In 1986 and 1987 Pasquet was selected for the National Young Conductors Program by the German Council of Music, and in 1987, he was awarded the First Prize at the 37th International Conducting Competition in Besançon, France.

Nicolás Pasquet has led several international concert tours with different national and foreign orchestras, travelling to Switzerland, Italy, Portugal, Latin America (Chile, Uruguay, Brazil, Colombia, Mexico, USA, Australia, South-Korea, Namibia and several countries in Southeast Asia).
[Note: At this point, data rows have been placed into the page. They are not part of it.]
//! Error types for roster synchronization.

use std::fmt;

use thiserror::Error;
use voxroster_types::{PeerId, WireError};

/// Which side of an identity binding was already taken.
#[derive(Debug, Clone, Copy, PartialEq, Eq)]
pub enum BindConflict {
    /// The peer already has a presentation handle.
    Peer,
    /// The handle is already associated with another peer.
    Handle,
}

impl fmt::Display for BindConflict {
    fn fmt(&self, f: &mut fmt::Formatter<'_>) -> fmt::Result {
        match self {
            BindConflict::Peer => write!(f, "peer already has a handle"),
            BindConflict::Handle => write!(f, "handle already in use"),
        }
    }
}

/// Errors raised while applying session events.
///
/// Decode and caller errors are recoverable. Registry and bridge violations
/// mean the local roster no longer agrees with the server and are fatal for
/// the session; see [`RosterError::is_fatal`].
#[derive(Debug, Error)]
pub enum RosterError {
    /// The frame could not be turned into an event.
    #[error("malformed message: {0}")]
    MalformedMessage(#[from] WireError),

    /// A join named an id that is already registered.
    #[error("duplicate peer {0}")]
    DuplicatePeer(PeerId),

    /// An identity binding would overwrite an existing association.
    #[error("cannot bind peer {peer_id}: {conflict}")]
    AlreadyBound {
        /// The peer being bound.
        peer_id: PeerId,
        /// Which side collided.
        conflict: BindConflict,
    },

    /// An event referenced a peer that never joined.
    #[error("message for nonexistent peer {0}")]
    UnknownPeer(PeerId),

    /// `start` was called while a session is already underway.
    #[error("session already connecting or connected")]
    AlreadyConnecting,

    /// A previous fatal error left the roster unreconciled.
    #[error("session faulted: {0}")]
    Faulted(String),
}

impl RosterError {
    /// Whether this error means the roster has diverged from the server.
    pub fn is_fatal(&self) -> bool {
        matches!(
            self,
            RosterError::DuplicatePeer(_)
                | RosterError::AlreadyBound { .. }
                | RosterError::UnknownPeer(_)
                | RosterError::Faulted(_)
        )
    }
}
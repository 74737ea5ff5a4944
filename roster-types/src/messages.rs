//! Protocol messages for voxroster.
//!
//! Each message body is MessagePack-encoded and carried as the payload of
//! an [`Envelope`](crate::Envelope) tagged with its [`MessageType`].

use serde::{de::DeserializeOwned, Deserialize, Serialize};

use crate::{Envelope, PeerId, WireError};

// Re-export MessageType from envelope for convenience
pub use crate::envelope::MessageType;

/// All possible protocol messages.
#[derive(Debug, Clone, PartialEq, Eq)]
pub enum Message {
    /// Participant joined
    ServerJoin(ServerJoin),
    /// Participant left
    ServerLeave(ServerLeave),
    /// Mute flag changed (or mute request when sent by us)
    PlayerMute(PlayerMute),
    /// Deafen flag changed (or deafen request when sent by us)
    PlayerDeaf(PlayerDeaf),
    /// Participant kicked (or kick request when sent by us)
    PlayerKick(PlayerKick),
    /// Client credentials
    ServerAuthenticate(ServerAuthenticate),
    /// Connection refused
    ServerReject(ServerReject),
    /// Connection accepted, carries our own id
    ServerSync(ServerSync),
    /// Voice frame
    Speex(Speex),
}

impl Message {
    /// The type tag this message is framed with.
    pub fn message_type(&self) -> MessageType {
        match self {
            Message::ServerJoin(_) => MessageType::ServerJoin,
            Message::ServerLeave(_) => MessageType::ServerLeave,
            Message::PlayerMute(_) => MessageType::PlayerMute,
            Message::PlayerDeaf(_) => MessageType::PlayerDeaf,
            Message::PlayerKick(_) => MessageType::PlayerKick,
            Message::ServerAuthenticate(_) => MessageType::ServerAuthenticate,
            Message::ServerReject(_) => MessageType::ServerReject,
            Message::ServerSync(_) => MessageType::ServerSync,
            Message::Speex(_) => MessageType::Speex,
        }
    }

    /// Serialize to a framed MessagePack envelope.
    pub fn to_bytes(&self) -> Result<Vec<u8>, WireError> {
        let payload = match self {
            Message::ServerJoin(m) => encode_body(m)?,
            Message::ServerLeave(m) => encode_body(m)?,
            Message::PlayerMute(m) => encode_body(m)?,
            Message::PlayerDeaf(m) => encode_body(m)?,
            Message::PlayerKick(m) => encode_body(m)?,
            Message::ServerAuthenticate(m) => encode_body(m)?,
            Message::ServerReject(m) => encode_body(m)?,
            Message::ServerSync(m) => encode_body(m)?,
            Message::Speex(m) => encode_body(m)?,
        };
        Envelope::new(self.message_type(), payload).to_bytes()
    }

    /// Deserialize from a framed MessagePack envelope.
    ///
    /// Fails on an unsupported version, an unknown tag, or a payload that
    /// does not decode as the body the tag names.
    pub fn from_bytes(bytes: &[u8]) -> Result<Self, WireError> {
        let envelope = Envelope::from_bytes(bytes)?;
        let payload = &envelope.payload;
        let message = match envelope.message_type()? {
            MessageType::ServerJoin => Message::ServerJoin(decode_body(payload)?),
            MessageType::ServerLeave => Message::ServerLeave(decode_body(payload)?),
            MessageType::PlayerMute => Message::PlayerMute(decode_body(payload)?),
            MessageType::PlayerDeaf => Message::PlayerDeaf(decode_body(payload)?),
            MessageType::PlayerKick => Message::PlayerKick(decode_body(payload)?),
            MessageType::ServerAuthenticate => {
                Message::ServerAuthenticate(decode_body(payload)?)
            }
            MessageType::ServerReject => Message::ServerReject(decode_body(payload)?),
            MessageType::ServerSync => Message::ServerSync(decode_body(payload)?),
            MessageType::Speex => Message::Speex(decode_body(payload)?),
        };
        Ok(message)
    }
}

fn encode_body<T: Serialize>(body: &T) -> Result<Vec<u8>, WireError> {
    rmp_serde::to_vec(body).map_err(WireError::Serialization)
}

fn decode_body<T: DeserializeOwned>(payload: &[u8]) -> Result<T, WireError> {
    crate::envelope::from_slice_exact(payload)
}

/// A participant joined the session.
#[derive(Debug, Clone, PartialEq, Eq, Serialize, Deserialize)]
pub struct ServerJoin {
    /// Server-assigned id of the new participant
    pub peer_id: PeerId,
    /// Display name
    pub name: String,
}

/// A participant left the session.
#[derive(Debug, Clone, PartialEq, Eq, Serialize, Deserialize)]
pub struct ServerLeave {
    /// Id of the departing participant
    pub peer_id: PeerId,
}

/// Mute flag of a participant.
#[derive(Debug, Clone, PartialEq, Eq, Serialize, Deserialize)]
pub struct PlayerMute {
    /// Target participant
    pub peer_id: PeerId,
    /// New mute flag
    pub mute: bool,
}

/// Deafen flag of a participant.
#[derive(Debug, Clone, PartialEq, Eq, Serialize, Deserialize)]
pub struct PlayerDeaf {
    /// Target participant
    pub peer_id: PeerId,
    /// New deafen flag
    pub deaf: bool,
}

/// A participant was removed by an administrator.
#[derive(Debug, Clone, PartialEq, Eq, Serialize, Deserialize)]
pub struct PlayerKick {
    /// Kicked participant
    pub peer_id: PeerId,
    /// Free-form reason given by the kicker
    pub reason: String,
}

/// Credentials sent by the client once the transport is up.
#[derive(Clone, PartialEq, Eq, Serialize, Deserialize)]
pub struct ServerAuthenticate {
    /// Requested display name
    pub username: String,
    /// Server password (may be empty)
    pub password: String,
    /// Client protocol version
    pub version: u8,
}

impl std::fmt::Debug for ServerAuthenticate {
    fn fmt(&self, f: &mut std::fmt::Formatter<'_>) -> std::fmt::Result {
        f.debug_struct("ServerAuthenticate")
            .field("username", &self.username)
            .field("password", &"[REDACTED]")
            .field("version", &self.version)
            .finish()
    }
}

/// The server refused the connection.
#[derive(Debug, Clone, PartialEq, Eq, Serialize, Deserialize)]
pub struct ServerReject {
    /// Human-readable reason
    pub reason: String,
}

/// The server accepted the connection.
#[derive(Debug, Clone, PartialEq, Eq, Serialize, Deserialize)]
pub struct ServerSync {
    /// Id the server assigned to this client
    pub peer_id: PeerId,
}

/// An encoded voice frame from one participant.
#[derive(Clone, PartialEq, Eq, Serialize, Deserialize)]
pub struct Speex {
    /// Speaking participant
    pub peer_id: PeerId,
    /// Frame sequence number
    pub seq: u32,
    /// Codec payload
    pub frame: Vec<u8>,
}

impl std::fmt::Debug for Speex {
    fn fmt(&self, f: &mut std::fmt::Formatter<'_>) -> std::fmt::Result {
        f.debug_struct("Speex")
            .field("peer_id", &self.peer_id)
            .field("seq", &self.seq)
            .field("frame", &format!("[{} bytes]", self.frame.len()))
            .finish()
    }
}
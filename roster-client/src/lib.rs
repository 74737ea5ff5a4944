//! # roster-client
//!
//! Async client runtime for the voxroster voice session protocol.
//!
//! This crate wires a [`Transport`] to a
//! [`SessionController`](voxroster_core::SessionController) and keeps every
//! roster mutation on a single ordered queue.
//!
//! ## Features
//!
//! - **Ordered Event Queue**: one reader task, one consumer, bounded tokio mpsc
//! - **Transport Abstraction**: pluggable transport layer (mock for tests)
//! - **TOML Configuration**: server address, credentials and runtime tuning
//! - **Pure Session Logic**: all roster rules live in `roster-core`
//!
//! ## Example
//!
//! ```ignore
//! use voxroster_client::{logging, ClientConfig, VoiceClient};
//!
//! let config = ClientConfig::load(Path::new("voxroster.toml"))?;
//! logging::init(&config);
//!
//! let mut client = VoiceClient::new(config, transport, presentation);
//! let handle = client.handle();
//! client.run().await?;
//! ```

#![warn(missing_docs)]
#![warn(clippy::all)]

pub mod client;
pub mod config;
pub mod logging;
pub mod transport;

pub use client::{ClientError, ClientHandle, Command, Input, VoiceClient, VoiceFrame};
pub use config::{ClientConfig, ConfigError, RuntimeConfig, ServerConfig, UserConfig};
pub use transport::{MockTransport, Transport, TransportError};
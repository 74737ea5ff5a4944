//! Error types for the voxroster wire format.

use thiserror::Error;

use crate::MessageType;

/// Errors that can occur while encoding or decoding frames.
#[derive(Debug, Error)]
pub enum WireError {
    /// MessagePack serialization failed
    #[error("serialization failed: {0}")]
    Serialization(#[source] rmp_serde::encode::Error),

    /// MessagePack deserialization failed
    #[error("deserialization failed: {0}")]
    Deserialization(#[source] rmp_serde::decode::Error),

    /// Bytes left over after a complete value
    #[error("{0} trailing bytes after message")]
    TrailingBytes(usize),

    /// Unrecognized message type discriminator
    #[error("unknown message type: {0}")]
    UnknownMessageType(u8),

    /// Frame was produced by an incompatible protocol version
    #[error("unsupported protocol version: {0}")]
    UnsupportedVersion(u8),

    /// A well-formed message that is never sent in this direction
    #[error("unexpected {0:?} message")]
    UnexpectedMessage(MessageType),
}

#[cfg(test)]
mod tests {
    use super::*;

    #[test]
    fn error_display() {
        let err = WireError::UnknownMessageType(99);
        assert_eq!(err.to_string(), "unknown message type: 99");

        let err = WireError::UnexpectedMessage(MessageType::ServerAuthenticate);
        assert_eq!(err.to_string(), "unexpected ServerAuthenticate message");
    }

    #[test]
    fn error_is_send_sync() {
        fn assert_send_sync<T: Send + Sync>() {}
        assert_send_sync::<WireError>();
    }
}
From 1993 to 1996, he became Chief Conductor of the Symphony Orchestra of Pécs, Hungary, with which he toured nationally and internationally, in addition to conducting the regular concert series in Pécs and Budapest. In 1998, he was awarded the Béla Bartók/Ditta Pásztory Prize and the Lászlo-Lajtha Prize in Budapest in honor of his support, promotion, and performances of Hungarian music.

Jordi Francés

Jordi Francés develops an interesting activity characterised by a wide look on the artistic happening. As conductor, he lives between opera, the symphonic repertoire and the current creation. Among his most recent commitments are invitations from the National Orchestra of Spain, Teatro Real, Palau de les Arts de Valencia, Orquestra Simfònica de Barcelona i Nacional de Catalunya, the Community of Madrid Orchestra, Navarra Symphony Orchestra, Orchestra of Valencia, Bilbao Symphony Orchestra, Principado de Asturias Symphony Orchestra, etc., as well as several projects with the Sonido Extremo Ensemble, of which he is artistic director. He has also conducted the BBC Phil., RTVE Orchestra, Ensemble Intercontemporain, Lucerne Festival Academy Orchestra, and many other ensembles in Europe and America.

Miguel Ángel Cañamero

Born in Valencia, where he began his music education at the José Iturbi Municipal Conservatory and at the Joaquín Rodrigo Conservatory, studying piano, organ and choir conducting, always obtaining the highest qualifications, as well as five honorary prizes and the José Iturbi Prize to the best Academic Record.

In 1999, with a scholarship by the Instituto Valenciano de la Música and after obtaining a diploma in the specialties of Piano and Choir Conduction, he entered the Franz Liszt Academy of Music in Budapest where he studied mastering courses with professors Gulyás Istvan (piano), Klezli János (voice), Kollár Éva and Erdei Péter (choir conducting). This period was decisive and of great influence on his training as conductor, when establishing contact with the great choral Hungarian and Central Europe tradition. In 2001 he was finalist and got the Special Prize at the First International Young Choir Conductor Competition, held in Budapest.